To do
Wherever the word "with" turns up in a line of the entries, copy that line.

Data in this exercise
------------------------------------------------------------------------

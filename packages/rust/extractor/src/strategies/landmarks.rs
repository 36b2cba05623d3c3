use std::collections::HashSet;

use tracing::debug;

use crate::dom::{DocumentNode, NodeResult};
use crate::heuristics::Heuristics;

use super::{CategoryCandidate, CategoryStrategy, ScopeKind};

/// Headings found directly, each walked upward to the content landmark that
/// holds it. The first heading reached inside a landmark names it.
#[derive(Debug, Clone, Copy, Default)]
pub struct HeadingLandmarkStrategy;

impl<N: DocumentNode> CategoryStrategy<N> for HeadingLandmarkStrategy {
    fn name(&self) -> &'static str {
        "heading-landmark"
    }

    fn locate(&self, page: &N, rules: &Heuristics) -> NodeResult<Vec<CategoryCandidate<N>>> {
        let mut claimed: Vec<N> = Vec::new();
        let mut names = HashSet::new();
        let mut candidates = Vec::new();

        for heading in page.find_all(&rules.heading)? {
            let name = match heading.text() {
                Ok(text) => text.trim().to_string(),
                Err(_) => continue,
            };
            if name.is_empty() {
                continue;
            }

            let ancestors = match heading.ancestors(rules.max_depth()) {
                Ok(chain) => chain,
                Err(e) => {
                    debug!(error = %e, "abandoning heading walk");
                    continue;
                }
            };
            let Some(landmark) = ancestors
                .into_iter()
                .find(|node| node.matches(&rules.landmark).unwrap_or(false))
            else {
                continue;
            };

            if claimed.contains(&landmark) {
                continue;
            }
            claimed.push(landmark.clone());
            if !names.insert(name.clone()) {
                continue;
            }

            candidates.push(CategoryCandidate {
                name,
                scope: landmark,
                kind: ScopeKind::Subtree,
                heading: Some(heading),
            });
        }

        Ok(candidates)
    }
}
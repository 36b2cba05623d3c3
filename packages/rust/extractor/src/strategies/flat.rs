use crate::dom::{DocumentNode, NodeResult};
use crate::heuristics::Heuristics;

use super::{CategoryCandidate, CategoryStrategy, ScopeKind};

/// The catch-all: one category spanning the whole page.
#[derive(Debug, Clone, Copy, Default)]
pub struct FlatStrategy;

impl FlatStrategy {
    pub const NAME: &'static str = "flat";

    pub fn candidates<N: DocumentNode>(&self, page: &N, rules: &Heuristics) -> Vec<CategoryCandidate<N>> {
        vec![CategoryCandidate {
            name: rules.config().fallback_category.clone(),
            scope: page.clone(),
            kind: ScopeKind::WholePage,
            heading: None,
        }]
    }
}

impl<N: DocumentNode> CategoryStrategy<N> for FlatStrategy {
    fn name(&self) -> &'static str {
        Self::NAME
    }

    fn locate(&self, page: &N, rules: &Heuristics) -> NodeResult<Vec<CategoryCandidate<N>>> {
        Ok(self.candidates(page, rules))
    }
}
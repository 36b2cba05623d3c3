//! `manifest.json`: provenance of one extraction run.

use std::path::Path;

use chrono::{DateTime, Utc};
use serde::{Deserialize, Serialize};
use sha2::{Digest, Sha256};
use uuid::Uuid;

use menucat_shared::{
    CURRENT_SCHEMA_VERSION, ExtractionReport, MenuCatError, MenuCatalog, Result,
};

/// Tool version recorded in every manifest.
pub const TOOL_VERSION: &str = env!("CARGO_PKG_VERSION");

#[derive(Debug, Clone, PartialEq, Serialize, Deserialize)]
pub struct RunManifest {
    pub schema_version: u32,
    pub run_id: Uuid,
    pub tool_version: String,
    pub restaurant: String,
    #[serde(default, skip_serializing_if = "Option::is_none")]
    pub source_url: Option<String>,
    /// Path of the snapshot the catalog was extracted from.
    pub snapshot: String,
    pub snapshot_sha256: String,
    /// Category strategy that produced the catalog.
    #[serde(default, skip_serializing_if = "Option::is_none")]
    pub strategy: Option<String>,
    pub category_count: usize,
    pub item_count: usize,
    pub extracted_at: DateTime<Utc>,
    /// File names written next to the manifest.
    #[serde(default)]
    pub outputs: Vec<String>,
}

impl RunManifest {
    pub fn new(
        snapshot: &Path,
        snapshot_bytes: &[u8],
        catalog: &MenuCatalog,
        report: &ExtractionReport,
    ) -> Self {
        let restaurant = catalog.restaurant();
        Self {
            schema_version: CURRENT_SCHEMA_VERSION,
            run_id: Uuid::now_v7(),
            tool_version: TOOL_VERSION.to_string(),
            restaurant: restaurant.name.clone(),
            source_url: restaurant.source_url.clone(),
            snapshot: snapshot.display().to_string(),
            snapshot_sha256: sha256_hex(snapshot_bytes),
            strategy: report.strategy.clone(),
            category_count: catalog.categories().len(),
            item_count: catalog.item_count(),
            extracted_at: Utc::now(),
            outputs: Vec::new(),
        }
    }
}

pub fn sha256_hex(bytes: &[u8]) -> String {
    let mut hasher = Sha256::new();
    hasher.update(bytes);
    format!("{:x}", hasher.finalize())
}

/// Read a manifest back, rejecting unknown schema versions.
pub fn read_manifest(path: &Path) -> Result<RunManifest> {
    let content = std::fs::read_to_string(path).map_err(|e| MenuCatError::io(path, e))?;
    let manifest: RunManifest = serde_json::from_str(&content)
        .map_err(|e| MenuCatError::validation(format!("invalid manifest.json: {e}")))?;

    if manifest.schema_version != CURRENT_SCHEMA_VERSION {
        return Err(MenuCatError::validation(format!(
            "unsupported schema_version: {} (expected {})",
            manifest.schema_version, CURRENT_SCHEMA_VERSION
        )));
    }
    Ok(manifest)
}
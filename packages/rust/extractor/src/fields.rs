//! Field extraction from a single item container.
//!
//! Every field is resolved by an ordered list of resolvers over the same
//! node; the first one that finds something wins. Node failures propagate so
//! the caller can skip the whole item.

use menucat_shared::{MenuItem, VegStatus};

use crate::dom::{DocumentNode, NodeResult};
use crate::heuristics::Heuristics;

/// Run `resolvers` in order, stopping at the first `Some`.
fn first_found<T>(resolvers: &[&dyn Fn() -> NodeResult<Option<T>>]) -> NodeResult<Option<T>> {
    for resolve in resolvers {
        if let Some(value) = resolve()? {
            return Ok(Some(value));
        }
    }
    Ok(None)
}

/// Build a [`MenuItem`] from one item container.
///
/// `Ok(None)` means the container is not an item: no usable name was found.
pub fn extract_item<N: DocumentNode>(container: &N, rules: &Heuristics) -> NodeResult<Option<MenuItem>> {
    let name = first_found::<String>(&[
        &|| name_from_heading(container, rules),
        &|| name_from_content_element(container, rules),
        &|| name_from_first_line(container, rules),
    ])?;
    let Some(name) = name else {
        return Ok(None);
    };
    if rules.is_bare_price(&name) {
        return Ok(None);
    }

    let price = first_found::<String>(&[
        &|| price_from_tagged_node(container, rules),
        &|| price_from_text(container, rules),
    ])?
    .unwrap_or_default();

    let description = first_found::<String>(&[
        &|| description_from_paragraph(container, &name, rules),
        &|| description_from_text(container, &name, &price, rules),
    ])?
    .unwrap_or_default();

    let veg_status = first_found::<VegStatus>(&[
        &|| veg_from_icon(container),
        &|| veg_from_text(container),
    ])?
    .unwrap_or_default();

    let image_url = if rules.config().capture_images {
        image_source(container, rules)?
    } else {
        None
    };

    Ok(Some(MenuItem {
        name,
        description,
        price,
        veg_status,
        image_url,
    }))
}

// ---------------------------------------------------------------------------
// Name
// ---------------------------------------------------------------------------

fn name_from_heading<N: DocumentNode>(container: &N, rules: &Heuristics) -> NodeResult<Option<String>> {
    match container.find_first(&rules.heading)? {
        Some(heading) => Ok(non_empty(heading.text()?.trim())),
        None => Ok(None),
    }
}

fn name_from_content_element<N: DocumentNode>(
    container: &N,
    rules: &Heuristics,
) -> NodeResult<Option<String>> {
    let limit = rules.config().short_name_len;
    for node in container.find_all(&rules.content_element)? {
        let text = node.text()?;
        let text = text.trim();
        if !text.is_empty() && text.chars().count() < limit {
            return Ok(Some(text.to_string()));
        }
    }
    Ok(None)
}

/// First line of the container's text, cut before a trailing price.
fn name_from_first_line<N: DocumentNode>(container: &N, rules: &Heuristics) -> NodeResult<Option<String>> {
    let text = container.text()?;
    let Some(line) = text.lines().next() else {
        return Ok(None);
    };
    let name = match line.find(rules.currency_symbol()) {
        Some(at) if !line[..at].trim().is_empty() => &line[..at],
        _ => line,
    };
    Ok(non_empty(name.trim()))
}

// ---------------------------------------------------------------------------
// Price
// ---------------------------------------------------------------------------

fn price_from_tagged_node<N: DocumentNode>(container: &N, rules: &Heuristics) -> NodeResult<Option<String>> {
    for node in container.find_all(&rules.price)? {
        if let Some(price) = rules.normalize_price(&node.text()?) {
            return Ok(Some(price));
        }
    }
    Ok(None)
}

fn price_from_text<N: DocumentNode>(container: &N, rules: &Heuristics) -> NodeResult<Option<String>> {
    Ok(rules.normalize_price(&container.text()?))
}

// ---------------------------------------------------------------------------
// Description
// ---------------------------------------------------------------------------

fn description_from_paragraph<N: DocumentNode>(
    container: &N,
    name: &str,
    rules: &Heuristics,
) -> NodeResult<Option<String>> {
    for node in container.find_all(&rules.paragraph)? {
        let text = node.text()?;
        let text = text.trim();
        if !text.is_empty() && text != name && !text.contains(rules.currency_symbol()) {
            return Ok(Some(text.to_string()));
        }
    }
    Ok(None)
}

fn description_from_text<N: DocumentNode>(
    container: &N,
    name: &str,
    price: &str,
    rules: &Heuristics,
) -> NodeResult<Option<String>> {
    let full = container.text()?;
    Ok(Some(derive_description(
        &full,
        name,
        price,
        &rules.config().read_more_marker,
    )))
}

/// What is left of a container's text once its name and price are removed.
///
/// Only the first occurrence of each is removed, name first. Anything from
/// `read_more` onward is dropped.
pub fn derive_description(full_text: &str, name: &str, price: &str, read_more: &str) -> String {
    let mut rest = full_text.to_string();
    if !name.is_empty() {
        rest = rest.replacen(name, "", 1);
    }
    if !price.is_empty() {
        rest = rest.replacen(price, "", 1);
    }
    let mut rest = rest.trim();
    if !read_more.is_empty() {
        if let Some(at) = rest.find(read_more) {
            rest = rest[..at].trim();
        }
    }
    rest.to_string()
}

// ---------------------------------------------------------------------------
// Veg status
// ---------------------------------------------------------------------------

/// Explicit marker: `type="veg|non-veg"`, or an SVG `<use>` pointing at a
/// veg icon. The first marker in document order decides.
fn veg_from_icon<N: DocumentNode>(container: &N) -> NodeResult<Option<VegStatus>> {
    for node in container.descendants()? {
        match node.attr("type")?.as_deref() {
            Some("non-veg") => return Ok(Some(VegStatus::NonVeg)),
            Some("veg") => return Ok(Some(VegStatus::Veg)),
            _ => {}
        }
        if node.tag_name()? != "use" {
            continue;
        }
        if let Some(href) = node.attr("href")? {
            // "#non-veg-icon" also contains "veg-icon".
            if href.contains("#non-veg-icon") {
                return Ok(Some(VegStatus::NonVeg));
            }
            if href.contains("#veg-icon") {
                return Ok(Some(VegStatus::Veg));
            }
        }
    }
    Ok(None)
}

fn veg_from_text<N: DocumentNode>(container: &N) -> NodeResult<Option<VegStatus>> {
    Ok(lexical_veg_status(&container.text()?))
}

/// Non-veg wording beats a bare "Veg", which it contains.
fn lexical_veg_status(text: &str) -> Option<VegStatus> {
    if text.contains("Non-Veg") || text.contains("Non Veg") {
        Some(VegStatus::NonVeg)
    } else if text.contains("Veg") {
        Some(VegStatus::Veg)
    } else {
        None
    }
}

// ---------------------------------------------------------------------------
// Image
// ---------------------------------------------------------------------------

fn image_source<N: DocumentNode>(container: &N, rules: &Heuristics) -> NodeResult<Option<String>> {
    let Some(img) = container.find_first(&rules.image)? else {
        return Ok(None);
    };
    for attr in ["src", "data-src"] {
        if let Some(src) = img.attr(attr)?.as_deref().and_then(non_empty) {
            return Ok(Some(src));
        }
    }
    Ok(None)
}

fn non_empty(text: &str) -> Option<String> {
    let text = text.trim();
    (!text.is_empty()).then(|| text.to_string())
}
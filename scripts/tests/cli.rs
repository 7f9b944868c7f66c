use assert_cmd::Command;
use predicates::str::contains;

/// The first default account of a local Anvil / Hardhat node
const DEV_PKEY: &str = "0xac0974bec39a17e36ba4a6b4d238ff944bacb478cbed5efcae784d7bf4f2ff80";

fn cmd() -> Command {
    let mut cmd = Command::cargo_bin("crypt-scripts").unwrap();
    cmd.env_remove("PKEY").env_remove("RPC_URL");
    cmd
}

#[test]
fn help_lists_steps() {
    cmd()
        .arg("--help")
        .assert()
        .success()
        .stdout(contains("deploy-vault"))
        .stdout(contains("deploy-strategy"))
        .stdout(contains("initialize"))
        .stdout(contains("deploy-all"));
}

#[test]
fn malformed_private_key_exits_one() {
    cmd()
        .args(["--priv-key", "not-a-key", "deploy-vault"])
        .assert()
        .code(1)
        .stderr(contains("ClientInitialization"));
}

#[test]
fn unreachable_node_exits_one() {
    cmd()
        .args(["--priv-key", DEV_PKEY, "--rpc-url", "http://127.0.0.1:1", "initialize"])
        .assert()
        .code(1)
        .stderr(contains("ClientInitialization"));
}

#[test]
fn nothing_printed_to_stdout_on_failure() {
    cmd()
        .args(["--priv-key", DEV_PKEY, "--rpc-url", "http://127.0.0.1:1", "deploy-all"])
        .assert()
        .failure()
        .stdout(predicates::str::is_empty());
}
//! Constants used in the deploy scripts

use alloy::primitives::{b256, B256};

// ----------------
// | Client Setup |
// ----------------

/// The default RPC URL, a locally running node
pub const DEFAULT_RPC_URL: &str = "http://localhost:8545";

/// The default path of the deployments file
pub const DEFAULT_DEPLOYMENTS_PATH: &str = "deployments.json";

/// The default directory holding the compiled contract artifacts
pub const DEFAULT_ARTIFACTS_DIR: &str = "artifacts";

/// The number of confirmations to wait for on each transaction
pub const DEFAULT_NUM_CONFIRMATIONS: u64 = 1;

/// The default gas price, in wei, attached to every transaction
pub const DEFAULT_GAS_PRICE: u128 = 300_000_000_000;

/// The default gas limit attached to every transaction
pub const DEFAULT_GAS_LIMIT: u64 = 9_000_000;

// -------------
// | Artifacts |
// -------------

/// The name of the vault contract
pub const VAULT_CONTRACT_NAME: &str = "ReaperVaultv1_3";

/// The name of the strategy contract
pub const STRATEGY_CONTRACT_NAME: &str = "ReaperAutoCompoundExcaliburFarmer";

/// The name of the proxy contract fronting the strategy.
///
/// The strategy is a UUPS implementation, so the proxy itself is a plain
/// ERC-1967 proxy
pub const PROXY_CONTRACT_NAME: &str = "ERC1967Proxy";

/// Directories, relative to the project root, holding the prebuilt ERC-1967
/// proxy artifact that ships with the OpenZeppelin packages.
///
/// `@openzeppelin/hardhat-upgrades` pulls in `upgrades-core`, so a project
/// deploying with it has the proxy here even if none of its own contracts
/// import it
pub const OPENZEPPELIN_PROXY_ARTIFACT_DIRS: [&str; 2] = [
    "node_modules/@openzeppelin/upgrades-core/artifacts",
    "node_modules/@openzeppelin/contracts/build/contracts",
];

/// The extension of a compiled artifact file
pub const ARTIFACT_EXTENSION: &str = "json";

/// The marker solc leaves in bytecode that still needs library linking
pub const UNLINKED_LIBRARY_MARKER: &str = "__$";

/// The storage slot containing the implementation address of an ERC-1967 proxy.
///
/// This is specified in EIP1967: https://eips.ethereum.org/EIPS/eip-1967#logic-contract-address
pub const PROXY_IMPLEMENTATION_STORAGE_SLOT: B256 =
    b256!("0x360894a13ba1a3210667c828492db98dca3e2076cc3735a920a3ca505d382bbc");

// ---------------
// | Deployments |
// ---------------

/// The deployments key in the `deployments.json` file
pub const DEPLOYMENTS_KEY: &str = "deployments";

/// The vault contract key in the `deployments.json` file
pub const VAULT_CONTRACT_KEY: &str = "vault_contract";

/// The strategy proxy contract key in the `deployments.json` file
pub const STRATEGY_PROXY_CONTRACT_KEY: &str = "strategy_proxy_contract";

/// The strategy implementation contract key in the `deployments.json` file
pub const STRATEGY_IMPLEMENTATION_CONTRACT_KEY: &str = "strategy_implementation_contract";

// ------------------
// | Vault Defaults |
// ------------------

/// The token the vault accepts deposits in (the FTM-UST Excalibur LP)
pub const DEFAULT_WANT_ADDRESS: &str = "0x66402fdF9CF83Cdd54bfBB231162eEdA1B611925";

/// The name of the vault's share token
pub const DEFAULT_TOKEN_NAME: &str = "FTM-UST Excalibur Crypt";

/// The symbol of the vault's share token
pub const DEFAULT_TOKEN_SYMBOL: &str = "rf-EXC-V1-FTM-UST";

/// The vault's deposit fee, in basis points
pub const DEFAULT_DEPOSIT_FEE: u64 = 0;

/// The vault's TVL cap, in whole tokens
pub const DEFAULT_TVL_CAP: &str = "2000";

// ---------------------
// | Strategy Defaults |
// ---------------------

/// The treasury receiving protocol fees
pub const DEFAULT_TREASURY_ADDRESS: &str = "0x0e7c5313E9BB80b654734d9b7aB1FB01468deE3b";

/// The payment splitter receiving strategist fees
pub const DEFAULT_PAYMENT_SPLITTER_ADDRESS: &str = "0x63cbd4134c2253041F370472c130e92daE4Ff174";

/// The strategists allowed to manage the strategy
pub const DEFAULT_STRATEGIST_ADDRESSES: [&str; 3] = [
    "0x1E71AEE6081f62053123140aacC7a06021D77348",
    "0x81876677843D00a7D792E1617459aC2E93202576",
    "0x1A20D7A31e5B3Bc5f02c8A146EF6f394502a10c4",
];

/// The id of the farm pool the strategy stakes in
pub const DEFAULT_POOL_ID: u64 = 2;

------------------------------------------------------------------------

Solved exercise
/// proxy artifact that ships with the OpenZeppelin packages.
/// deploying with it has the proxy here even if none of its own contracts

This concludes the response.